Data supplied:

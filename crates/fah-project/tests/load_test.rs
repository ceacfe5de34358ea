//! Loading a full SysAP project description
//!
//! The fixture mirrors the shape of a `RemoteInterface.getAll` response:
//! settings, strings, functions, a floorplan and devices with channels.

use fah_project::{load_project, Project, ProjectError};

const PROJECT_XML: &str = include_str!("fixtures/project.xml");

fn project() -> Project {
    load_project(PROJECT_XML).unwrap()
}

#[test]
fn test_settings_tables() {
    let project = project();

    assert_eq!(project.sysap_value("sysapName"), Some("SysAP Musterhaus"));
    assert_eq!(project.config_value("language"), Some("de"));

    let keys: Vec<_> = project.config().keys().map(String::as_str).collect();
    assert_eq!(keys, vec!["language", "timezone"]);
}

#[test]
fn test_member_counts() {
    let project = project();

    // 3 strings, 3 functions, 2 floors, 3 rooms, 3 devices, 5 channels
    assert_eq!(project.len(), 19);
    assert_eq!(project.all_strings().count(), 3);
    assert_eq!(project.all_functions().count(), 3);
    assert_eq!(project.all_rooms().count(), 3);
    assert_eq!(project.all_devices().count(), 3);
    // the unnamed channel is a member but not indexed
    assert_eq!(project.all_channels().count(), 4);
}

#[test]
fn test_floors_are_ordered_by_uid() {
    let project = project();

    let floors: Vec<_> = project
        .all_floors()
        .map(|floor| (floor.uid.as_str(), floor.name.as_deref()))
        .collect();
    assert_eq!(
        floors,
        vec![("01", Some("Erdgeschoss")), ("02", Some("Obergeschoss"))]
    );

    let ground = project.floor_by_name("Erdgeschoss").unwrap();
    let rooms: Vec<_> = project
        .rooms_on(ground)
        .filter_map(|room| room.name.as_deref())
        .collect();
    assert_eq!(rooms, vec!["Küche", "Wohnzimmer"]);
}

#[test]
fn test_device_and_channels() {
    let project = project();

    let device = project.device_by_serial_number("ABB7F500E1D1").unwrap();
    assert_eq!(device.device_id.as_deref(), Some("B002"));
    assert_eq!(device.display_name.as_deref(), Some("Aktor Küche"));
    assert_eq!(
        project.room_of(device).and_then(|room| room.name.as_deref()),
        Some("Küche")
    );

    let names: Vec<_> = project
        .channels_of(device)
        .filter_map(|channel| channel.display_name.as_deref())
        .collect();
    assert_eq!(names, vec!["Deckenlicht", "Arbeitslicht"]);

    let channel = project.channel_by_name("ch0001").unwrap();
    assert_eq!(project.device_of(channel), Some(device));
    let function = project.function_of(channel).unwrap();
    assert_eq!(function.function_id, 0x12);
    assert_eq!(project.function_name(function), Some("Dimmaktor"));
}

#[test]
fn test_unnamed_channel_is_still_a_member() {
    let project = project();

    let device = project.device_by_serial_number("ABB2E0A1B2C3").unwrap();
    assert_eq!(project.channels_of(device).count(), 2);
    assert!(project.room_of(device).is_none());
}

#[test]
fn test_dangling_references_resolve_to_none() {
    let project = project();

    let channel = project.channel_by_name("ch0010").unwrap();
    assert_eq!(channel.function_id, Some(0xff));
    assert!(project.function_of(channel).is_none());
    assert!(project.room_of(channel).is_none());
    assert!(project.floor_of(channel).is_none());

    // function 0x09 exists but has no name id
    let rollo = project.channel_by_name("ch0003").unwrap();
    let function = project.function_of(rollo).unwrap();
    assert!(project.function_name(function).is_none());
}

#[test]
fn test_string_ids_are_hex() {
    let project = project();

    assert_eq!(
        project.string_by_name_id(42u32).map(|s| s.text.as_str()),
        Some("Jalousieaktor")
    );
    assert!(project.string_by_name_id(0x2bu32).is_none());
}

#[test]
fn test_repeated_channel_names_overwrite() {
    let project = load_project(
        r#"<project><devices>
             <device serialNumber="A"><channels><channel i="ch0000"/></channels></device>
             <device serialNumber="B"><channels><channel i="ch0000"/></channels></device>
           </devices></project>"#,
    )
    .unwrap();

    let channel = project.channel_by_name("ch0000").unwrap();
    assert_eq!(channel.device_serial.as_deref(), Some("B"));
    assert_eq!(project.all_channels().count(), 1);

    let first = project.device_by_serial_number("A").unwrap();
    assert_eq!(project.channels_of(first).count(), 1);
}

#[test]
fn test_truncated_description_fails() {
    let cut = PROJECT_XML.find("<devices>").unwrap();
    let err = load_project(&PROJECT_XML[..cut]).unwrap_err();
    assert!(matches!(err, ProjectError::UnexpectedEof { ref element } if element == "project"));
}

#[test]
fn test_each_load_is_a_new_project() {
    let first = project();
    let second = project();
    assert_ne!(first.id(), second.id());
}
//! Project identity and part handles

use serde::Serialize;
use std::fmt;
use std::hash::{Hash, Hasher};
use std::marker::PhantomData;
use std::sync::atomic::{AtomicU64, Ordering};

use fah_core::Part;

static NEXT_PROJECT_ID: AtomicU64 = AtomicU64::new(1);

/// Process-unique identity of a [`Project`](crate::Project)
#[derive(Debug, Clone, Copy, PartialEq, Eq, Hash, PartialOrd, Ord, Serialize)]
pub struct ProjectId(u64);

impl ProjectId {
    pub(crate) fn next() -> Self {
        Self(NEXT_PROJECT_ID.fetch_add(1, Ordering::Relaxed))
    }
}

impl fmt::Display for ProjectId {
    fn fmt(&self, f: &mut fmt::Formatter<'_>) -> fmt::Result {
        write!(f, "P{}", self.0)
    }
}

/// A registered part, typed by its kind
///
/// Handles are only created by the project that registered the part, so a
/// handle's owner is fixed for its whole life. Resolving a handle against a
/// different project yields nothing.
pub struct Handle<T> {
    owner: ProjectId,
    slot: usize,
    _kind: PhantomData<fn() -> T>,
}

/// A handle to a part of any kind
pub type PartHandle = Handle<Part>;

impl<T> Handle<T> {
    pub(crate) fn new(owner: ProjectId, slot: usize) -> Self {
        Self {
            owner,
            slot,
            _kind: PhantomData,
        }
    }

    /// The project that registered this part
    pub fn owner(&self) -> ProjectId {
        self.owner
    }

    /// Arena slot of the part inside its project
    pub fn slot(&self) -> usize {
        self.slot
    }

    /// Forget the concrete kind
    pub fn erase(self) -> PartHandle {
        Handle::new(self.owner, self.slot)
    }
}

// Manual impls: derives would put bounds on `T`.

impl<T> Clone for Handle<T> {
    fn clone(&self) -> Self {
        *self
    }
}

impl<T> Copy for Handle<T> {}

impl<T> PartialEq for Handle<T> {
    fn eq(&self, other: &Self) -> bool {
        self.owner == other.owner && self.slot == other.slot
    }
}

impl<T> Eq for Handle<T> {}

impl<T> Hash for Handle<T> {
    fn hash<H: Hasher>(&self, state: &mut H) {
        self.owner.hash(state);
        self.slot.hash(state);
    }
}

impl<T> fmt::Debug for Handle<T> {
    fn fmt(&self, f: &mut fmt::Formatter<'_>) -> fmt::Result {
        f.debug_struct("Handle")
            .field("owner", &self.owner)
            .field("slot", &self.slot)
            .finish()
    }
}

#[cfg(test)]
mod tests {
    use super::*;
    use fah_core::Device;

    #[test]
    fn test_project_ids_are_unique() {
        let a = ProjectId::next();
        let b = ProjectId::next();
        assert_ne!(a, b);
        assert!(a.to_string().starts_with('P'));
    }

    #[test]
    fn test_erase_keeps_identity() {
        let owner = ProjectId::next();
        let handle: Handle<Device> = Handle::new(owner, 3);
        let erased = handle.erase();
        assert_eq!(erased.owner(), owner);
        assert_eq!(erased.slot(), 3);
        assert_eq!(erased, Handle::<Part>::new(owner, 3));
    }
}
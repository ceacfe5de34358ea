//! Secrets store for `!secret` substitution
//!
//! Secrets live in a `secrets.yaml` next to the configuration file so the
//! SysAP password can be kept out of the main file.

use crate::error::{ConfigError, ConfigResult};
use serde_yaml::Value;
use std::collections::BTreeMap;
use std::fs;
use std::path::{Path, PathBuf};
use tracing::debug;

/// File name of the secrets store
pub const SECRETS_FILE: &str = "secrets.yaml";

/// Secrets loaded from secrets.yaml
#[derive(Debug, Clone, Default)]
pub struct Secrets {
    secrets: BTreeMap<String, String>,
    path: Option<PathBuf>,
}

impl Secrets {
    /// Load `secrets.yaml` from a directory; a missing file yields an empty store
    pub fn load(dir: &Path) -> ConfigResult<Self> {
        let path = dir.join(SECRETS_FILE);

        if !path.exists() {
            debug!("No {} at {:?}, using empty secrets", SECRETS_FILE, dir);
            return Ok(Self::default());
        }

        let content = fs::read_to_string(&path).map_err(|e| ConfigError::ReadFile {
            path: path.clone(),
            source: e,
        })?;

        let raw: BTreeMap<String, Value> =
            serde_yaml::from_str(&content).map_err(|e| ConfigError::ParseYaml {
                path: path.clone(),
                source: e,
            })?;

        let mut secrets = BTreeMap::new();
        for (key, value) in raw {
            let value = scalar_to_string(&key, value)?;
            secrets.insert(key, value);
        }

        debug!("Loaded {} secrets from {:?}", secrets.len(), path);

        Ok(Self {
            secrets,
            path: Some(path),
        })
    }

    /// Get a secret by key
    pub fn get(&self, key: &str) -> ConfigResult<&str> {
        self.secrets
            .get(key)
            .map(String::as_str)
            .ok_or_else(|| ConfigError::SecretNotFound {
                key: key.to_string(),
            })
    }

    pub fn contains(&self, key: &str) -> bool {
        self.secrets.contains_key(key)
    }

    /// Path of the loaded secrets file, if there was one
    pub fn path(&self) -> Option<&Path> {
        self.path.as_deref()
    }

    pub fn len(&self) -> usize {
        self.secrets.len()
    }

    pub fn is_empty(&self) -> bool {
        self.secrets.is_empty()
    }
}

fn scalar_to_string(key: &str, value: Value) -> ConfigResult<String> {
    match value {
        Value::String(s) => Ok(s),
        Value::Number(n) => Ok(n.to_string()),
        Value::Bool(b) => Ok(b.to_string()),
        Value::Null => Ok(String::new()),
        _ => Err(ConfigError::InvalidValue {
            key: key.to_string(),
            reason: "secrets must be scalar values".to_string(),
        }),
    }
}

Work request:
Once the lines holding the word "registered" in the material above are counted, report that number by itself.

Task answer:
3